Downregulation of miR-126-3p expression contributes to increased inflammatory response in placental trophoblasts in preeclampsia.

MiR-126-3p is a prototype of an endothelial miRNA and has protective effects on endothelial cells. However, little is known about the effects of miR-126-3p on placental trophoblasts. In the present study, we tested the hypothesis that aberrant miR-126-3p expression is present in preeclamptic placenta which contributes to increased inflammatory response in trophoblasts. Placentas were obtained immediately after delivery from normotensive and preeclamptic pregnancies. Villous tissue was either fixed with formalin or used for trophoblast isolation.
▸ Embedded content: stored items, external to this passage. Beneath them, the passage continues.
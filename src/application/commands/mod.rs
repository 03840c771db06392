//! 应用层 - 命令（写操作）
//!
//! CQRS 命令侧：故事音频生成

mod story_commands;

pub mod handlers;

pub use story_commands::*;
//! Audio Codec - 基于 symphonia 解码、LAME 编码
//!
//! 支持：
//! - MP3 / WAV 解码为 f32 交错 PCM
//! - PCM 编码为 MP3（CBR）
//! - PCM 编码为 16 位 WAV（合成服务替身和测试使用）

use mp3lame_encoder::{Bitrate, Builder, FlushNoGap, InterleavedPcm, MonoPcm, Quality};
use std::io::Cursor;
use symphonia::core::audio::SampleBuffer;
use symphonia::core::codecs::DecoderOptions;
use symphonia::core::errors::Error as SymphoniaError;
use symphonia::core::formats::FormatOptions;
use symphonia::core::io::MediaSourceStream;
use symphonia::core::meta::MetadataOptions;
use symphonia::core::probe::Hint;

use crate::application::ports::{AudioCodecPort, AudioFormat, CodecError, EncodeConfig};
use crate::domain::audio::AudioBuffer;

/// MPEG-1 Layer III 支持的采样率，其它采样率导出前重采样到 44.1kHz
const MPEG1_SAMPLE_RATES: [u32; 3] = [32000, 44100, 48000];
const EXPORT_SAMPLE_RATE: u32 = 44100;

/// 比特率（kbps）→ LAME 常量
fn lame_bitrate(kbps: u32) -> Option<Bitrate> {
    let bitrate = match kbps {
        64 => Bitrate::Kbps64,
        96 => Bitrate::Kbps96,
        128 => Bitrate::Kbps128,
        160 => Bitrate::Kbps160,
        192 => Bitrate::Kbps192,
        256 => Bitrate::Kbps256,
        320 => Bitrate::Kbps320,
        _ => return None,
    };
    Some(bitrate)
}

/// 是否为支持的导出比特率
pub fn is_supported_bitrate(kbps: u32) -> bool {
    lame_bitrate(kbps).is_some()
}

/// 将 f32 样本转换为 i16
fn to_i16(samples: &[f32]) -> Vec<i16> {
    samples
        .iter()
        .map(|&s| (s.clamp(-1.0, 1.0) * 32767.0) as i16)
        .collect()
}

/// 将 PCM 编码为 16 位 WAV
pub fn encode_wav(audio: &AudioBuffer) -> Vec<u8> {
    let bits_per_sample: u16 = 16;
    let num_channels = audio.channels();
    let sample_rate = audio.sample_rate();
    let byte_rate = sample_rate * num_channels as u32 * (bits_per_sample / 8) as u32;
    let block_align = num_channels * (bits_per_sample / 8);

    let pcm_data = to_i16(audio.samples());
    let data_size = pcm_data.len() * 2;
    let file_size = 36 + data_size;

    let mut wav = Vec::with_capacity(44 + data_size);

    // RIFF header
    wav.extend_from_slice(b"RIFF");
    wav.extend_from_slice(&(file_size as u32).to_le_bytes());
    wav.extend_from_slice(b"WAVE");

    // fmt chunk
    wav.extend_from_slice(b"fmt ");
    wav.extend_from_slice(&16u32.to_le_bytes()); // chunk size
    wav.extend_from_slice(&1u16.to_le_bytes()); // PCM format
    wav.extend_from_slice(&num_channels.to_le_bytes());
    wav.extend_from_slice(&sample_rate.to_le_bytes());
    wav.extend_from_slice(&byte_rate.to_le_bytes());
    wav.extend_from_slice(&block_align.to_le_bytes());
    wav.extend_from_slice(&bits_per_sample.to_le_bytes());

    // data chunk
    wav.extend_from_slice(b"data");
    wav.extend_from_slice(&(data_size as u32).to_le_bytes());

    for sample in pcm_data {
        wav.extend_from_slice(&sample.to_le_bytes());
    }

    wav
}

/// symphonia + LAME 编解码器
#[derive(Debug, Default, Clone)]
pub struct SymphoniaLameCodec;

impl SymphoniaLameCodec {
    pub fn new() -> Self {
        Self
    }
}

impl AudioCodecPort for SymphoniaLameCodec {
    fn decode(&self, data: &[u8], format: Option<AudioFormat>) -> Result<AudioBuffer, CodecError> {
        if data.is_empty() {
            return Err(CodecError::InvalidInput("Empty audio data".to_string()));
        }

        let cursor = Cursor::new(data.to_vec());
        let mss = MediaSourceStream::new(Box::new(cursor), Default::default());

        let mut hint = Hint::new();
        if let Some(format) = format {
            hint.with_extension(format.extension());
        }

        let probed = symphonia::default::get_probe()
            .format(&hint, mss, &FormatOptions::default(), &MetadataOptions::default())
            .map_err(|e| CodecError::UnsupportedFormat(format!("Probe failed: {}", e)))?;

        let mut reader = probed.format;

        let track = reader
            .default_track()
            .ok_or_else(|| CodecError::DecodingError("No audio track found".to_string()))?;

        let mut sample_rate = track.codec_params.sample_rate;
        let mut channels = track.codec_params.channels.map(|c| c.count() as u16);
        let track_id = track.id;

        let mut decoder = symphonia::default::get_codecs()
            .make(&track.codec_params, &DecoderOptions::default())
            .map_err(|e| CodecError::DecodingError(format!("Decoder creation failed: {}", e)))?;

        let mut samples: Vec<f32> = Vec::new();

        loop {
            let packet = match reader.next_packet() {
                Ok(p) => p,
                Err(SymphoniaError::IoError(e))
                    if e.kind() == std::io::ErrorKind::UnexpectedEof =>
                {
                    break;
                }
                Err(SymphoniaError::ResetRequired) => break,
                Err(e) => {
                    return Err(CodecError::DecodingError(format!(
                        "Packet read error: {}",
                        e
                    )));
                }
            };

            if packet.track_id() != track_id {
                continue;
            }

            let decoded = match decoder.decode(&packet) {
                Ok(d) => d,
                Err(SymphoniaError::DecodeError(e)) => {
                    tracing::warn!("Decode error (skipping packet): {}", e);
                    continue;
                }
                Err(e) => {
                    return Err(CodecError::DecodingError(e.to_string()));
                }
            };

            let spec = *decoded.spec();
            sample_rate.get_or_insert(spec.rate);
            channels.get_or_insert(spec.channels.count() as u16);

            let num_frames = decoded.frames();
            let mut sample_buf = SampleBuffer::<f32>::new(num_frames as u64, spec);
            sample_buf.copy_interleaved_ref(decoded);
            let actual_samples = num_frames * spec.channels.count();
            samples.extend(&sample_buf.samples()[..actual_samples]);
        }

        let sample_rate =
            sample_rate.ok_or_else(|| CodecError::DecodingError("Unknown sample rate".to_string()))?;
        let channels =
            channels.ok_or_else(|| CodecError::DecodingError("Unknown channel count".to_string()))?;

        let audio = AudioBuffer::new(samples, sample_rate, channels);

        tracing::debug!(
            format = ?format,
            sample_rate,
            channels,
            duration_ms = audio.duration_ms(),
            "Audio decoded"
        );

        Ok(audio)
    }

    fn encode_mp3(&self, audio: &AudioBuffer, config: &EncodeConfig) -> Result<Vec<u8>, CodecError> {
        let bitrate = lame_bitrate(config.bitrate_kbps).ok_or_else(|| {
            CodecError::InvalidInput(format!("Unsupported bitrate: {} kbps", config.bitrate_kbps))
        })?;

        let channels = audio.channels().min(2);
        let sample_rate = if MPEG1_SAMPLE_RATES.contains(&audio.sample_rate()) {
            audio.sample_rate()
        } else {
            EXPORT_SAMPLE_RATE
        };
        let audio = audio.converted(sample_rate, channels);

        let mut builder = Builder::new()
            .ok_or_else(|| CodecError::EncodingError("Failed to create LAME encoder".to_string()))?;
        builder
            .set_num_channels(channels as u8)
            .map_err(|e| CodecError::EncodingError(format!("Invalid channel count: {:?}", e)))?;
        builder
            .set_sample_rate(sample_rate)
            .map_err(|e| CodecError::EncodingError(format!("Invalid sample rate: {:?}", e)))?;
        builder
            .set_brate(bitrate)
            .map_err(|e| CodecError::EncodingError(format!("Invalid bitrate: {:?}", e)))?;
        builder
            .set_quality(Quality::Best)
            .map_err(|e| CodecError::EncodingError(format!("Invalid quality: {:?}", e)))?;
        let mut encoder = builder
            .build()
            .map_err(|e| CodecError::EncodingError(format!("Failed to initialize LAME: {:?}", e)))?;

        let pcm = to_i16(audio.samples());
        let mut mp3 = Vec::new();
        mp3.reserve(mp3lame_encoder::max_required_buffer_size(pcm.len()));

        let encoded = if channels == 1 {
            encoder.encode_to_vec(MonoPcm(&pcm), &mut mp3)
        } else {
            encoder.encode_to_vec(InterleavedPcm(&pcm), &mut mp3)
        };
        encoded.map_err(|e| CodecError::EncodingError(format!("Encode failed: {:?}", e)))?;

        encoder
            .flush_to_vec::<FlushNoGap>(&mut mp3)
            .map_err(|e| CodecError::EncodingError(format!("Flush failed: {:?}", e)))?;

        tracing::debug!(
            sample_rate,
            channels,
            bitrate_kbps = config.bitrate_kbps,
            size = mp3.len(),
            "MP3 encoded"
        );

        Ok(mp3)
    }
}

#[cfg(test)]
mod tests {
    use super::*;

    fn sine(secs: f32, freq: f32, sample_rate: u32, channels: u16) -> AudioBuffer {
        let frames = (secs * sample_rate as f32) as usize;
        let mono: Vec<f32> = (0..frames)
            .map(|i| (2.0 * std::f32::consts::PI * freq * i as f32 / sample_rate as f32).sin() * 0.5)
            .collect();
        AudioBuffer::new(mono, sample_rate, 1).with_channels(channels)
    }

    #[test]
    fn test_encode_wav_header() {
        let wav = encode_wav(&sine(1.0, 440.0, 16000, 1));
        assert_eq!(&wav[0..4], b"RIFF");
        assert_eq!(&wav[8..12], b"WAVE");
        assert_eq!(wav.len(), 44 + 32000);
    }

    #[test]
    fn test_decode_wav() {
        let codec = SymphoniaLameCodec::new();
        let wav = encode_wav(&sine(1.0, 440.0, 16000, 2));

        let audio = codec.decode(&wav, Some(AudioFormat::Wav)).unwrap();
        assert_eq!(audio.sample_rate(), 16000);
        assert_eq!(audio.channels(), 2);
        assert_eq!(audio.frames(), 16000);
        assert!((audio.peak() - 0.5).abs() < 0.01);
    }

    #[test]
    fn test_decode_without_hint() {
        let codec = SymphoniaLameCodec::new();
        let wav = encode_wav(&sine(0.5, 440.0, 22050, 1));
        let audio = codec.decode(&wav, None).unwrap();
        assert_eq!(audio.frames(), 11025);
    }

    #[test]
    fn test_decode_rejects_garbage() {
        let codec = SymphoniaLameCodec::new();
        assert!(codec.decode(&[], None).is_err());
        assert!(codec.decode(b"definitely not audio", None).is_err());
    }

    #[test]
    fn test_mp3_roundtrip_duration() {
        let codec = SymphoniaLameCodec::new();
        let source = sine(1.0, 440.0, 24000, 1);

        let mp3 = codec.encode_mp3(&source, &EncodeConfig::default()).unwrap();
        assert!(!mp3.is_empty());

        let decoded = codec.decode(&mp3, Some(AudioFormat::Mp3)).unwrap();
        // 低于 32kHz 的输入导出时被提升到 44.1kHz
        assert_eq!(decoded.sample_rate(), 44100);
        assert_eq!(decoded.channels(), 1);
        // 编码器延迟和帧填充会带来少量额外样本
        let diff = decoded.duration_ms() as i64 - 1000;
        assert!(diff.abs() < 150, "duration drift {}ms", diff);
    }

    #[test]
    fn test_mp3_bitrate_matches_config() {
        let codec = SymphoniaLameCodec::new();
        let mp3 = codec
            .encode_mp3(&sine(2.0, 440.0, 44100, 2), &EncodeConfig { bitrate_kbps: 192 })
            .unwrap();
        // CBR 192kbps，2 秒约 48000 字节
        let expected = 192_000 / 8 * 2;
        assert!((mp3.len() as i64 - expected as i64).abs() < 4000, "size {}", mp3.len());
    }

    #[test]
    fn test_unsupported_bitrate() {
        let codec = SymphoniaLameCodec::new();
        let err = codec
            .encode_mp3(&sine(0.1, 440.0, 44100, 1), &EncodeConfig { bitrate_kbps: 193 })
            .unwrap_err();
        assert!(matches!(err, CodecError::InvalidInput(_)));
        assert!(is_supported_bitrate(192));
        assert!(!is_supported_bitrate(193));
    }
}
Trophoblast miR-126-3p expression was assessed by in situ hybridization of formalin-fixed tissue sections and by RT-PCR in cultured syncytiotrophoblasts. Culture medium was collected for measurement of IL-6, TNFα, and 8-Isoprostane production by ELISA and total cellular protein was collected for evaluation of HIF1α expression by Western blot. Effects of overexpression of miR-126-3p in trophoblasts on cytokine production were tested by transfection of pre-mir-126, a precursor of miR-126, into primary isolated trophoblasts. We found that downregulation of miR-126-3p expression was associated with increased IL-6 and TNFα production in trophoblasts from preeclamptic placentas vs. normal placentas. Moreover, transient overexpression of miR-126-3p significantly reduced IL-6 and TNFα production in trophoblasts from both normal and preeclamptic placentas. We further found that increase in miR-126-3p expression not only suppressed hypoxia-induced increases in IL-6 and TNFα production, but also attenuated hypoxia-induced increases in HIF1α expression and 8-Isoprostane production in trophoblasts cultured under hypoxic condition. These results provide plausible evidence that downregulation of miR-126-3p expression reduces anti-inflammatory and anti-oxidative stress activities in placental trophoblasts in preeclampsia.